When they identify antigens, T cells become active and start to destroy cancer cells, which makes the latter release more antigens, enhancing the immune response further.
In addition to T cells, natural killer (NK) cells have the ability to destroy cells.
In immunotherapies, the immune system is therapeutically activated by boosting different stages of the cycle.
In the study, published in the Cancer Cell journal, a dataset comprising more than 10,000 patients and several haematological cancers was utilised.
The researchers investigated how different subtypes of haematological cancers and genetic alterations of cancer cells are related to different stages of the immune response.

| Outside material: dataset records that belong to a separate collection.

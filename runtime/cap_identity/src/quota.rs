//! Quota Accounts
//!
//! Every domain carries two independently accounted resources: RAM bytes and
//! capability slots. An account is a `(granted, used)` pair. Consuming quota
//! raises `used`, receiving a transfer raises `granted`.
//!
//! Transfers between domains are performed by [`crate::Kernel::transfer_quota`]
//! as one debit/credit pair under the kernel lock, so the sum of
//! `granted - used` over all domains is unchanged by any transfer.

use core::fmt;

use crate::{CapabilityError, Result};

/// Accounted resource kind
#[derive(Debug, Clone, Copy, PartialEq, Eq, Hash)]
pub enum Resource {
    /// Memory, in bytes
    Ram,
    /// Capability slots
    Caps,
}

impl fmt::Display for Resource {
    fn fmt(&self, f: &mut fmt::Formatter<'_>) -> fmt::Result {
        match self {
            Resource::Ram => f.write_str("RAM"),
            Resource::Caps => f.write_str("cap"),
        }
    }
}

/// Granted/used pair for one resource of one domain
#[derive(Debug, Clone, Copy, PartialEq, Eq, Default)]
pub struct QuotaAccount {
    granted: u64,
    used: u64,
}

impl QuotaAccount {
    /// Create an account with an initial grant
    pub const fn new(granted: u64) -> Self {
        Self { granted, used: 0 }
    }

    /// Total quota granted to the account
    #[inline]
    pub fn granted(&self) -> u64 {
        self.granted
    }

    /// Quota consumed or passed on
    #[inline]
    pub fn used(&self) -> u64 {
        self.used
    }

    /// Remaining headroom
    #[inline]
    pub fn avail(&self) -> u64 {
        self.granted.saturating_sub(self.used)
    }

    /// Consume `amount` if the headroom allows it
    pub fn withdraw(&mut self, resource: Resource, amount: u64) -> Result<()> {
        if amount > self.avail() {
            return Err(CapabilityError::InsufficientQuota {
                resource,
                requested: amount,
                available: self.avail(),
            });
        }

        self.used += amount;
        Ok(())
    }

    /// Give back previously withdrawn quota
    pub fn replenish(&mut self, amount: u64) {
        self.used = self.used.saturating_sub(amount);
    }

    /// Raise the grant (receiving side of a transfer)
    pub fn upgrade(&mut self, amount: u64) {
        self.granted = self.granted.saturating_add(amount);
    }
}

/// Both accounts of one domain
#[derive(Debug, Clone, Copy, PartialEq, Eq, Default)]
pub struct DomainQuota {
    /// RAM account
    pub ram: QuotaAccount,
    /// Capability-slot account
    pub caps: QuotaAccount,
}

impl DomainQuota {
    /// Create accounts with initial grants
    pub const fn new(ram_quota: u64, cap_quota: u64) -> Self {
        Self {
            ram: QuotaAccount::new(ram_quota),
            caps: QuotaAccount::new(cap_quota),
        }
    }

    /// Account for the given resource
    pub fn account(&self, resource: Resource) -> &QuotaAccount {
        match resource {
            Resource::Ram => &self.ram,
            Resource::Caps => &self.caps,
        }
    }

    /// Mutable account for the given resource
    pub fn account_mut(&mut self, resource: Resource) -> &mut QuotaAccount {
        match resource {
            Resource::Ram => &mut self.ram,
            Resource::Caps => &mut self.caps,
        }
    }
}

“The extensive survey of the immunogenomic features of haematological malignancies carried out in the study helps scientists and doctors target immunotherapies at the patient groups that gain the most benefit as well as understand the factors that have a potential impact on the efficacy of therapies,” says Professor Satu Mustjoki from the University of Helsinki.
Certain cancer subtypes are associated with a high number of killer cells
Based on the findings, cytotoxic, that is toxic to cancer cells, T and NK cells, are particularly abundant in connection with certain subtypes of cancer, such as activated B cell-like B cell lymphoma and acute myeloid leukaemia, which has certain genetic features of myelodysplastic syndrome.
Research on solid tumours has shown that large quantities of cytotoxic T and NK cells in the tumour tissue results in a good immunotherapy response.
In the case of multiple myeloma, an exceptionally high number of cancer antigens occurred, which can potentially be used as vaccine or cell therapy targets.
Cancer cells try to hide from T cells by inhibiting the presentation of antigens through a range of mechanisms.
The researchers found that in certain subtypes of acute myeloid leukaemia, DNA methylation had epigenetically silenced antigen presentation.
A drug that inhibits DNA methylation restored the expression of antigen-presenting proteins in laboratory tests.
As the drug is already used to treat acute myeloid leukaemia, it could potentially increase the efficiency of immunotherapies through combined use.
“Key to the study was the integration of immunology and applied computational analysis. With the help of innovative analysis methods, we were able to correlate molecular features of haematological malignancies with the activity of different immune cells,” says Associate Professor Merja Heinäniemi from the University of Eastern Finland.
Data analysis and result interpretation were carried out by Petri Pölönen, the recipient of this year’s Young Researcher Award at the University of Eastern Finland, and doctoral student Olli Dufva from the University of Helsinki, with whose doctoral dissertations the article is associated.